The CNN architecture that was used in this project is presented below Fig. 2. In short, five convolution layers, five pooling layers and three fully-connected layers composed the main body of our CNN. Batch normalization layers were also added for accelerating converge, dropout and regularization layers were also added to prevent overfitting.

Figure 2
figure 2

Showing the CNN architecture (left) and each CNN layer property (right).

Within the dataset, 85% of the images were self-reported as non-smokers and only 15% as smokers. Imbalanced distribution is common in medical datasets (e.g. healthy vs diseased); and can lead to CNN imbalanced learning41. In order to address this issue, the smoker-labelled images were augmented and replicated so that each training mini-batch had similar number of smoker and non-smoker images. This data augmentation strategy was not applied during the validation process.

Evaluation metrics

For our model evaluation, we adopted several evaluation parameters. These included accuracy, specificity, sensitivity, and area under receiver operating characteristic curve (AUC).

$$Specificity=\frac{TN}{TN+FP}$$
$$Sensitivity=\frac{TP}{TP+FN}$$
$$Accuracy=\frac{TP+TN}{TP+TM+FP+FN}$$

FP represents false positive values, where non-smoking images are wrongly classified as smoking and FN represents false negative values where smoking images are wrongly classified as non-smoking. TP represents correctly classified smoking images and TN represents correctly classified non-smoking images.

Attention maps

To better understand how our better-performing (i.e. contrast-enhanced) CNN, attention maps were produced, to identify the areas on the retinal image that had been used as a predictive feature for smoking status. This method is explained in detail elsewhere42,43,44. Briefly, the output of the first two convolutional layers (layer 1 and layer 5 in Fig. 2) were extracted and averaged for all cases.

Results

165,104 photographs obtained from 81,711 participants were used in this study. The data was drawn from the Auckland diabetes screening program, and all suitable images from screening visits 2008–2018 inclusive were used. Of the cohort of patients from whom these images were drawn from, 7354 (9%) of them identified as being a current smoker.

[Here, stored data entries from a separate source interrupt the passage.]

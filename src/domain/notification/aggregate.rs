//! NotificationSession aggregate entity.
//!
//! A notification session is one unit of generation work for a company's
//! campaign. The aggregate holds the accumulated suggestions, the admin's
//! selections and feedback, and the lifecycle status.
//!
//! # Ownership
//!
//! `company_id`, `admin_id` and `campaign_id` are fixed at creation. The
//! company is the tenant boundary: every lookup is keyed by it.

use crate::domain::foundation::{
    AdminId, CampaignId, CompanyId, DomainError, ErrorCode, NotificationSessionStatus, SessionId,
    StateMachine, Timestamp, ValidationError,
};
use serde::{Deserialize, Serialize};

use super::records::{ConversationMessage, FeedbackEntry, Suggestion};

/// Maximum length for a session topic.
pub const MAX_TOPIC_LENGTH: usize = 255;

/// Topic version assigned at creation.
pub const INITIAL_TOPIC_VERSION: i32 = 1;

/// Notification session aggregate.
///
/// # Invariants
///
/// - `id` is globally unique and immutable
/// - `company_id`, `admin_id`, `campaign_id` never change
/// - `current_topic_version` starts at 1 and grows by exactly 1 per topic change
/// - `all_suggestions`, `rejected_suggestions`, `conversation_history` and
///   `feedback_history` are append-only
/// - COMPLETED and FAILED are terminal
/// - every mutation refreshes `updated_at`
/// - `revision` is the stored write count as of load; a store only accepts an
///   update whose revision matches what it holds
#[derive(Debug, Clone, PartialEq, Eq, Serialize, Deserialize)]
pub struct NotificationSession {
    id: SessionId,
    company_id: CompanyId,
    admin_id: AdminId,
    campaign_id: CampaignId,
    status: NotificationSessionStatus,
    topic: Option<String>,
    current_topic_version: i32,
    all_suggestions: Vec<Suggestion>,
    selected_suggestions: Vec<Suggestion>,
    rejected_suggestions: Vec<Suggestion>,
    conversation_history: Vec<ConversationMessage>,
    feedback_history: Vec<FeedbackEntry>,
    created_at: Timestamp,
    updated_at: Timestamp,
    last_feedback_at: Option<Timestamp>,
    revision: i64,
}

/// Stored state of a session, used to rebuild the aggregate from persistence.
#[derive(Debug, Clone)]
pub struct NotificationSessionParts {
    pub id: SessionId,
    pub company_id: CompanyId,
    pub admin_id: AdminId,
    pub campaign_id: CampaignId,
    pub status: NotificationSessionStatus,
    pub topic: Option<String>,
    pub current_topic_version: i32,
    pub all_suggestions: Vec<Suggestion>,
    pub selected_suggestions: Vec<Suggestion>,
    pub rejected_suggestions: Vec<Suggestion>,
    pub conversation_history: Vec<ConversationMessage>,
    pub feedback_history: Vec<FeedbackEntry>,
    pub created_at: Timestamp,
    pub updated_at: Timestamp,
    pub last_feedback_at: Option<Timestamp>,
    pub revision: i64,
}

impl NotificationSession {
    /// Create a new session in PROCESSING with a seeded conversation entry.
    ///
    /// A blank topic is treated as no topic.
    ///
    /// # Errors
    ///
    /// - `ValidationFailed` if the topic exceeds [`MAX_TOPIC_LENGTH`]
    pub fn new(
        id: SessionId,
        company_id: CompanyId,
        admin_id: AdminId,
        campaign_id: CampaignId,
        topic: Option<String>,
    ) -> Result<Self, DomainError> {
        let topic = normalize_topic(topic)?;
        let seed = ConversationMessage::user(seed_prompt(topic.as_deref()));

        let now = Timestamp::now();
        Ok(Self {
            id,
            company_id,
            admin_id,
            campaign_id,
            status: NotificationSessionStatus::Processing,
            topic,
            current_topic_version: INITIAL_TOPIC_VERSION,
            all_suggestions: Vec::new(),
            selected_suggestions: Vec::new(),
            rejected_suggestions: Vec::new(),
            conversation_history: vec![seed],
            feedback_history: Vec::new(),
            created_at: now,
            updated_at: now,
            last_feedback_at: None,
            revision: 0,
        })
    }

    /// Reconstitute a session from persistence (no validation).
    pub fn reconstitute(parts: NotificationSessionParts) -> Self {
        Self {
            id: parts.id,
            company_id: parts.company_id,
            admin_id: parts.admin_id,
            campaign_id: parts.campaign_id,
            status: parts.status,
            topic: parts.topic,
            current_topic_version: parts.current_topic_version,
            all_suggestions: parts.all_suggestions,
            selected_suggestions: parts.selected_suggestions,
            rejected_suggestions: parts.rejected_suggestions,
            conversation_history: parts.conversation_history,
            feedback_history: parts.feedback_history,
            created_at: parts.created_at,
            updated_at: parts.updated_at,
            last_feedback_at: parts.last_feedback_at,
            revision: parts.revision,
        }
    }

    // ─────────────────────────────────────────────────────────────────────────
    // Accessors
    // ─────────────────────────────────────────────────────────────────────────

    pub fn id(&self) -> &SessionId {
        &self.id
    }

    pub fn company_id(&self) -> &CompanyId {
        &self.company_id
    }

    pub fn admin_id(&self) -> &AdminId {
        &self.admin_id
    }

    pub fn campaign_id(&self) -> &CampaignId {
        &self.campaign_id
    }

    pub fn status(&self) -> NotificationSessionStatus {
        self.status
    }

    pub fn topic(&self) -> Option<&str> {
        self.topic.as_deref()
    }

    pub fn current_topic_version(&self) -> i32 {
        self.current_topic_version
    }

    pub fn all_suggestions(&self) -> &[Suggestion] {
        &self.all_suggestions
    }

    pub fn selected_suggestions(&self) -> &[Suggestion] {
        &self.selected_suggestions
    }

    pub fn rejected_suggestions(&self) -> &[Suggestion] {
        &self.rejected_suggestions
    }

    pub fn conversation_history(&self) -> &[ConversationMessage] {
        &self.conversation_history
    }

    pub fn feedback_history(&self) -> &[FeedbackEntry] {
        &self.feedback_history
    }

    pub fn created_at(&self) -> &Timestamp {
        &self.created_at
    }

    pub fn updated_at(&self) -> &Timestamp {
        &self.updated_at
    }

    pub fn last_feedback_at(&self) -> Option<&Timestamp> {
        self.last_feedback_at.as_ref()
    }

    /// Revision the store held when this copy was loaded or last saved.
    pub fn revision(&self) -> i64 {
        self.revision
    }

    /// Called by a store once it has written this copy.
    pub fn advance_revision(&mut self) {
        self.revision += 1;
    }

    /// Checks if the session belongs to the given company.
    pub fn belongs_to(&self, company_id: &CompanyId) -> bool {
        &self.company_id == company_id
    }

    // ─────────────────────────────────────────────────────────────────────────
    // Mutations
    // ─────────────────────────────────────────────────────────────────────────

    /// Append suggestions in the given order. Duplicates are kept.
    pub fn add_suggestions(&mut self, suggestions: Vec<Suggestion>) {
        self.all_suggestions.extend(suggestions);
        self.touch();
    }

    /// Replace the selection with the suggestions at `indices`, in the order given.
    ///
    /// Out-of-range indices are dropped. With no suggestions at all this is a
    /// no-op and `updated_at` is left alone.
    ///
    /// Returns true if the session was mutated.
    pub fn update_selections(&mut self, indices: &[i64]) -> bool {
        if self.all_suggestions.is_empty() {
            return false;
        }

        self.selected_suggestions = self.pick(indices);
        self.touch();
        true
    }

    /// Append the suggestions at `indices` to the rejected list.
    ///
    /// Same index and no-op rules as [`update_selections`](Self::update_selections).
    pub fn reject_suggestions(&mut self, indices: &[i64]) -> bool {
        if self.all_suggestions.is_empty() {
            return false;
        }

        let rejected = self.pick(indices);
        self.rejected_suggestions.extend(rejected);
        self.touch();
        true
    }

    /// Record admin feedback against the current topic version.
    pub fn add_feedback(&mut self, feedback: String) {
        let now = Timestamp::now();
        self.feedback_history.push(FeedbackEntry {
            timestamp: now,
            feedback: feedback.clone(),
            topic_version: self.current_topic_version,
        });
        self.conversation_history.push(ConversationMessage::user(feedback));
        self.last_feedback_at = Some(now);
        self.updated_at = now;
    }

    /// Replace the topic and bump the topic version by one.
    ///
    /// Status is not changed; re-queueing is the caller's decision.
    ///
    /// # Errors
    ///
    /// - `ValidationFailed` if the topic exceeds [`MAX_TOPIC_LENGTH`]
    pub fn change_topic(&mut self, new_topic: String) -> Result<(), DomainError> {
        validate_topic_length(&new_topic)?;

        self.topic = Some(new_topic);
        self.current_topic_version += 1;
        self.touch();
        Ok(())
    }

    /// Append a conversation entry.
    pub fn append_message(&mut self, message: ConversationMessage) {
        self.conversation_history.push(message);
        self.touch();
    }

    /// Move to `target` if the state machine allows it.
    ///
    /// # Errors
    ///
    /// - `InvalidStateTransition` if the move is illegal; status is unchanged
    pub fn transition_to(&mut self, target: NotificationSessionStatus) -> Result<(), DomainError> {
        let next = self.status.transition_to(target).map_err(|_| {
            DomainError::new(
                ErrorCode::InvalidStateTransition,
                format!("Cannot transition session from {} to {}", self.status, target),
            )
            .with_detail("from", self.status.as_str())
            .with_detail("to", target.as_str())
        })?;

        self.status = next;
        self.touch();
        Ok(())
    }

    // ─────────────────────────────────────────────────────────────────────────
    // Private helpers
    // ─────────────────────────────────────────────────────────────────────────

    fn pick(&self, indices: &[i64]) -> Vec<Suggestion> {
        let len = self.all_suggestions.len();
        indices
            .iter()
            .filter_map(|&i| usize::try_from(i).ok())
            .filter(|&i| i < len)
            .map(|i| self.all_suggestions[i].clone())
            .collect()
    }

    fn touch(&mut self) {
        self.updated_at = Timestamp::now();
    }
}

The demographics of the population, and the status of the diabetic retinopathy from which these fundus photographs were obtained is detailed in Table 1. 66% of the cohort who identified as smokers were male compared to 52% of the cohort in the cohort who identified as non-smokers, a difference that was statistically significant. Regression analysis revealed that there was also a statistically significant relationship between gender and smoking (p < 0.001).

Table 1 Demographics of the patients from who the image dataset was derived.

There was no significant difference in the proportion of patients who were being treated for hypertension or dyslipidaemia in the group who self-identified as smokers compared to those who identified as non-smokers. The diabetic control, as assessed by HbA1C taken closest to the date of the screening event, was well matched between groups. Whilst there was a trend for smokers to be younger, this difference was not statistically significant. The majority of patients in both groups had at least mild non proliferative diabetic retinopathy, but there was no difference in the level of retinopathy between the two groups.

Both skeletonized and contrast-enhanced images were used independently, to train and test a CNN model. Using the skeletonized test dataset, our CNN achieved an accuracy of 63.63%, a specificity of 65.60% and a sensitivity of 47.14%. The AUC was 0.58. Using the contrast-enhanced image dataset our CNN produced a superior overall test accuracy 88.88%, and an improved specificity 93.87% and sensitivity of 62.62%. Finally, the AUC was 0.86 Fig. 3.

Figure 3
figure 3

The ROC plots of the contrast-enhanced and thresholded -trained datasets.

Representative examples of the attention maps derived from the contrast-enhanced fundus image dataset are shown in Fig. 4. Attention maps were not generated from the skeletonised image dataset as this CNN failed to reach 80% accuracy. Within the attention map the retinal vessels, the perivascular region and the fovea have been highlighted, indicating that the CNN used data from these areas when making its decision on the smoking status of the image under test. The attention maps were similar for all the analysed images and there was no visually identifiable difference between the attention maps derived from the images that were obtained from smokers compared to those from non-smokers.

Figure 4
figure 4

The fundus photos (top row) and attention maps (bottom row) of the enhanced dataset, from a smoker (left) and non-smoker (right) participant, demonstrating the sensitivity of the CNN to the perivascular area.

Discussion

This study has shown that Computational Neural Networks can be utilised to accurately predict smoking status from retinal fundus images.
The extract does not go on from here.